== Information provided ==
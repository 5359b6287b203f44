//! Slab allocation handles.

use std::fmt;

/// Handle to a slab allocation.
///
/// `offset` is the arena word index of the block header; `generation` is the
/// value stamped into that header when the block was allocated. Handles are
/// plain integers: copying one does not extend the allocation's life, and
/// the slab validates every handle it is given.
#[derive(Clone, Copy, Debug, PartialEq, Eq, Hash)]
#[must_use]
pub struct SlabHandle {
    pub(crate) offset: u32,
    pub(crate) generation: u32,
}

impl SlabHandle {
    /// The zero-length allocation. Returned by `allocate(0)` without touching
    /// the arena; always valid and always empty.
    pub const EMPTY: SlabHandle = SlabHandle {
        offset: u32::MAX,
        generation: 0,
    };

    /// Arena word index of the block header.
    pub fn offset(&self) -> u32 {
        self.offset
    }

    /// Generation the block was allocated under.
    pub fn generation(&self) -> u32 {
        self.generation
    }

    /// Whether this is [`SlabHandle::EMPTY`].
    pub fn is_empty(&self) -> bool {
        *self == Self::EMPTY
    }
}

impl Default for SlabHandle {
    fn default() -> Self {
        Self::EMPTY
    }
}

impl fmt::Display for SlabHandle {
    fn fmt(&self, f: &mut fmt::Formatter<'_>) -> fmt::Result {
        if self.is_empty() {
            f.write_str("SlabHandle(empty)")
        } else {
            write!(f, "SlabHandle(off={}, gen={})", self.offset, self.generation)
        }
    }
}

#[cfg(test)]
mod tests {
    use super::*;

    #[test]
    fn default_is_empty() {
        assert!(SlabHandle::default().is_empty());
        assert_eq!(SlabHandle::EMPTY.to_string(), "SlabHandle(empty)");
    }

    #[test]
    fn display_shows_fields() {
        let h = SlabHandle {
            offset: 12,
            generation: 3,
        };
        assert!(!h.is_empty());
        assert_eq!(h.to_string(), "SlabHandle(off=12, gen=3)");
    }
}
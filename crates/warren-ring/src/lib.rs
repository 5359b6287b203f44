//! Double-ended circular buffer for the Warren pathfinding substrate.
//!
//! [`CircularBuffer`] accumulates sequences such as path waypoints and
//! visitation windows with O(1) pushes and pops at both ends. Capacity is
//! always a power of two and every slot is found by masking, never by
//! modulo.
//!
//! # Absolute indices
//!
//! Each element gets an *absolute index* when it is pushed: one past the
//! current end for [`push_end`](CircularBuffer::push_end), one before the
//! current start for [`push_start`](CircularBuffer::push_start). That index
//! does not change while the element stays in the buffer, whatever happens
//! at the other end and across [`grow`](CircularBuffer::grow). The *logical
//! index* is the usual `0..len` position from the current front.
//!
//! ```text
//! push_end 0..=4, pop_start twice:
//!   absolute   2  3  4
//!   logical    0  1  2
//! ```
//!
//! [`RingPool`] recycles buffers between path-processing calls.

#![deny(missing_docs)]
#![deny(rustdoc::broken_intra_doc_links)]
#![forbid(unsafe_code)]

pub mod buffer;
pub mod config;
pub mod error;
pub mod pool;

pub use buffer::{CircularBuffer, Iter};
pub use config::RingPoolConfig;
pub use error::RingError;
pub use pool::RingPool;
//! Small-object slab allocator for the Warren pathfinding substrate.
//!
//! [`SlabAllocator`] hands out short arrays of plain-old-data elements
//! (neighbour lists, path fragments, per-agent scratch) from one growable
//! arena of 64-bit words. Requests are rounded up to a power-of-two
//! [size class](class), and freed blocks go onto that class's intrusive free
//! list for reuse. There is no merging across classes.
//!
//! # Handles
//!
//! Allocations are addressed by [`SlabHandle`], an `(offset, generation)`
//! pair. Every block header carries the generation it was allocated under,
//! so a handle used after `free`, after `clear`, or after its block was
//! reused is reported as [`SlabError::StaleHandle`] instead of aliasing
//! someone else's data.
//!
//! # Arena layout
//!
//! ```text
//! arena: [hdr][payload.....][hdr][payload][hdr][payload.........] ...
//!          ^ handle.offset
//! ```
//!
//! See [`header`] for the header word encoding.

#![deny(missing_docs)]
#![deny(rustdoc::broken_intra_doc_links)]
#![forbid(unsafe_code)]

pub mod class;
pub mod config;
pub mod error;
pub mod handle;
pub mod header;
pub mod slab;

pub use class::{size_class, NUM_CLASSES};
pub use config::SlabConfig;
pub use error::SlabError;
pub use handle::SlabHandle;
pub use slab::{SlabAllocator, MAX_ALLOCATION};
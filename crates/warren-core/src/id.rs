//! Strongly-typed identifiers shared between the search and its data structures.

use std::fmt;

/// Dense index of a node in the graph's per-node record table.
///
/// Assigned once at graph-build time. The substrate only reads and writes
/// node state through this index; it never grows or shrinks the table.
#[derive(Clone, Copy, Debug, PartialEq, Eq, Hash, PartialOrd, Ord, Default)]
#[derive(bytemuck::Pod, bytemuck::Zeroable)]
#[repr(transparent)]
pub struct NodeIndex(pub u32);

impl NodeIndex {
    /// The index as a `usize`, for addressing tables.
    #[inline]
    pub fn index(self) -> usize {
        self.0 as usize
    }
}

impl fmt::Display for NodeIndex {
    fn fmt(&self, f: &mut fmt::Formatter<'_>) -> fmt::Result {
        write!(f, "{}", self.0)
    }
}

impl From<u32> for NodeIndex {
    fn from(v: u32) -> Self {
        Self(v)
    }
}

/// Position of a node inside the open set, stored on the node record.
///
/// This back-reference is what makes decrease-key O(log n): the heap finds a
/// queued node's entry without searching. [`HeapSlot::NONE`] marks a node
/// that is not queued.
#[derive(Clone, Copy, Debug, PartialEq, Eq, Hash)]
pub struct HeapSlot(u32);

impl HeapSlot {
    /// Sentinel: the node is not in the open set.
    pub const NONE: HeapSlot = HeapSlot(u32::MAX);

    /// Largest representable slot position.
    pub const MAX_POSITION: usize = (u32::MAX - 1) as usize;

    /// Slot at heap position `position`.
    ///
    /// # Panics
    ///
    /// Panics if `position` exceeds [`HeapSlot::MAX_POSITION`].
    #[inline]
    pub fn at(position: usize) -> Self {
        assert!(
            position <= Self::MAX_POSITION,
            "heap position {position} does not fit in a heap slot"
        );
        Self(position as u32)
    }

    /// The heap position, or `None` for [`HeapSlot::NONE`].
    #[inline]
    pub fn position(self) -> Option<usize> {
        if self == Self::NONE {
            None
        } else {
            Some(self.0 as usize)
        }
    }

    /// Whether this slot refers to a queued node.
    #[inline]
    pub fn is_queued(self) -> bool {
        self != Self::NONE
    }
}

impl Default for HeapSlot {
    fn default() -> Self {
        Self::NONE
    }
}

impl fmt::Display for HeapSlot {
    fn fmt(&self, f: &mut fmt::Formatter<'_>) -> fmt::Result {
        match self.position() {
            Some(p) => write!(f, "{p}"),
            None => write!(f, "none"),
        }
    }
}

== Problem description ==
May I have the entries returned exactly, with every line in place?

== Answer area ==
repository 5359b6287b203f44
//! Slab allocation handles.

use std::fmt;

/// Handle to a slab allocation.
///
/// `offset` is the arena word index of the block header; `generation` is the
/// value stamped into that header when the block was allocated. Handles are
/// plain integers: copying one does not extend the allocation's life, and
/// the slab validates every handle it is given.
#[derive(Clone, Copy, Debug, PartialEq, Eq, Hash)]
#[must_use]
pub struct SlabHandle {
    pub(crate) offset: u32,
    pub(crate) generation: u32,
}

impl SlabHandle {
    /// The zero-length allocation. Returned by `allocate(0)` without touching
    /// the arena; always valid and always empty.
    pub const EMPTY: SlabHandle = SlabHandle {
        offset: u32::MAX,
        generation: 0,
    };

    /// Arena word index of the block header.
    pub fn offset(&self) -> u32 {
        self.offset
    }

    /// Generation the block was allocated under.
    pub fn generation(&self) -> u32 {
        self.generation
    }

    /// Whether this is [`SlabHandle::EMPTY`].
    pub fn is_empty(&self) -> bool {
        *self == Self::EMPTY
    }
}

impl Default for SlabHandle {
    fn default() -> Self {
        Self::EMPTY
    }
}

impl fmt::Display for SlabHandle {
    fn fmt(&self, f: &mut fmt::Formatter<'_>) -> fmt::Result {
        if self.is_empty() {
            f.write_str("SlabHandle(empty)")
        } else {
            write!(f, "SlabHandle(off={}, gen={})", self.offset, self.generation)
        }
    }
}

#[cfg(test)]
mod tests {
    use super::*;

    #[test]
    fn default_is_empty() {
        assert!(SlabHandle::default().is_empty());
        assert_eq!(SlabHandle::EMPTY.to_string(), "SlabHandle(empty)");
    }

    #[test]
    fn display_shows_fields() {
        let h = SlabHandle {
            offset: 12,
            generation: 3,
        };
        assert!(!h.is_empty());
        assert_eq!(h.to_string(), "SlabHandle(off=12, gen=3)");
    }
}
filename crates/warren-ring/src/lib.rs
repository 5359b6287b203f44
//! Double-ended circular buffer for the Warren pathfinding substrate.
//!
//! [`CircularBuffer`] accumulates sequences such as path waypoints and
//! visitation windows with O(1) pushes and pops at both ends. Capacity is
//! always a power of two and every slot is found by masking, never by
//! modulo.
//!
//! # Absolute indices
//!
//! Each element gets an *absolute index* when it is pushed: one past the
//! current end for [`push_end`](CircularBuffer::push_end), one before the
//! current start for [`push_start`](CircularBuffer::push_start). That index
//! does not change while the element stays in the buffer, whatever happens
//! at the other end and across [`grow`](CircularBuffer::grow). The *logical
//! index* is the usual `0..len` position from the current front.
//!
//! ```text
//! push_end 0..=4, pop_start twice:
//!   absolute   2  3  4
//!   logical    0  1  2
//! ```
//!
//! [`RingPool`] recycles buffers between path-processing calls.

#![deny(missing_docs)]
#![deny(rustdoc::broken_intra_doc_links)]
#![forbid(unsafe_code)]

pub mod buffer;
pub mod config;
pub mod error;
pub mod pool;

pub use buffer::{CircularBuffer, Iter};
pub use config::RingPoolConfig;
pub use error::RingError;
pub use pool::RingPool;
//! Small-object slab allocator for the Warren pathfinding substrate.
//!
//! [`SlabAllocator`] hands out short arrays of plain-old-data elements
//! (neighbour lists, path fragments, per-agent scratch) from one growable
//! arena of 64-bit words. Requests are rounded up to a power-of-two
//! [size class](class), and freed blocks go onto that class's intrusive free
//! list for reuse. There is no merging across classes.
//!
//! # Handles
//!
//! Allocations are addressed by [`SlabHandle`], an `(offset, generation)`
//! pair. Every block header carries the generation it was allocated under,
//! so a handle used after `free`, after `clear`, or after its block was
//! reused is reported as [`SlabError::StaleHandle`] instead of aliasing
//! someone else's data.
//!
//! # Arena layout
//!
//! ```text
//! arena: [hdr][payload.....][hdr][payload][hdr][payload.........] ...
//!          ^ handle.offset
//! ```
//!
//! See [`header`] for the header word encoding.

#![deny(missing_docs)]
#![deny(rustdoc::broken_intra_doc_links)]
#![forbid(unsafe_code)]

pub mod class;
pub mod config;
pub mod error;
pub mod handle;
pub mod header;
pub mod slab;

pub use class::{size_class, NUM_CLASSES};
pub use config::SlabConfig;
pub use error::SlabError;
pub use handle::SlabHandle;
pub use slab::{SlabAllocator, MAX_ALLOCATION};
filename crates/warren-core/src/id.rs
//! Strongly-typed identifiers shared between the search and its data structures.

use std::fmt;

/// Dense index of a node in the graph's per-node record table.
///
/// Assigned once at graph-build time. The substrate only reads and writes
/// node state through this index; it never grows or shrinks the table.
#[derive(Clone, Copy, Debug, PartialEq, Eq, Hash, PartialOrd, Ord, Default)]
#[derive(bytemuck::Pod, bytemuck::Zeroable)]
#[repr(transparent)]
pub struct NodeIndex(pub u32);

impl NodeIndex {
    /// The index as a `usize`, for addressing tables.
    #[inline]
    pub fn index(self) -> usize {
        self.0 as usize
    }
}

impl fmt::Display for NodeIndex {
    fn fmt(&self, f: &mut fmt::Formatter<'_>) -> fmt::Result {
        write!(f, "{}", self.0)
    }
}

impl From<u32> for NodeIndex {
    fn from(v: u32) -> Self {
        Self(v)
    }
}

/// Position of a node inside the open set, stored on the node record.
///
/// This back-reference is what makes decrease-key O(log n): the heap finds a
/// queued node's entry without searching. [`HeapSlot::NONE`] marks a node
/// that is not queued.
#[derive(Clone, Copy, Debug, PartialEq, Eq, Hash)]
pub struct HeapSlot(u32);

impl HeapSlot {
    /// Sentinel: the node is not in the open set.
    pub const NONE: HeapSlot = HeapSlot(u32::MAX);

    /// Largest representable slot position.
    pub const MAX_POSITION: usize = (u32::MAX - 1) as usize;

    /// Slot at heap position `position`.
    ///
    /// # Panics
    ///
    /// Panics if `position` exceeds [`HeapSlot::MAX_POSITION`].
    #[inline]
    pub fn at(position: usize) -> Self {
        assert!(
            position <= Self::MAX_POSITION,
            "heap position {position} does not fit in a heap slot"
        );
        Self(position as u32)
    }

    /// The heap position, or `None` for [`HeapSlot::NONE`].
    #[inline]
    pub fn position(self) -> Option<usize> {
        if self == Self::NONE {
            None
        } else {
            Some(self.0 as usize)
        }
    }

    /// Whether this slot refers to a queued node.
    #[inline]
    pub fn is_queued(self) -> bool {
        self != Self::NONE
    }
}

impl Default for HeapSlot {
    fn default() -> Self {
        Self::NONE
    }
}

impl fmt::Display for HeapSlot {
    fn fmt(&self, f: &mut fmt::Formatter<'_>) -> fmt::Result {
        match self.position() {
            Some(p) => write!(f, "{p}"),
            None => write!(f, "none"),
        }
    }
}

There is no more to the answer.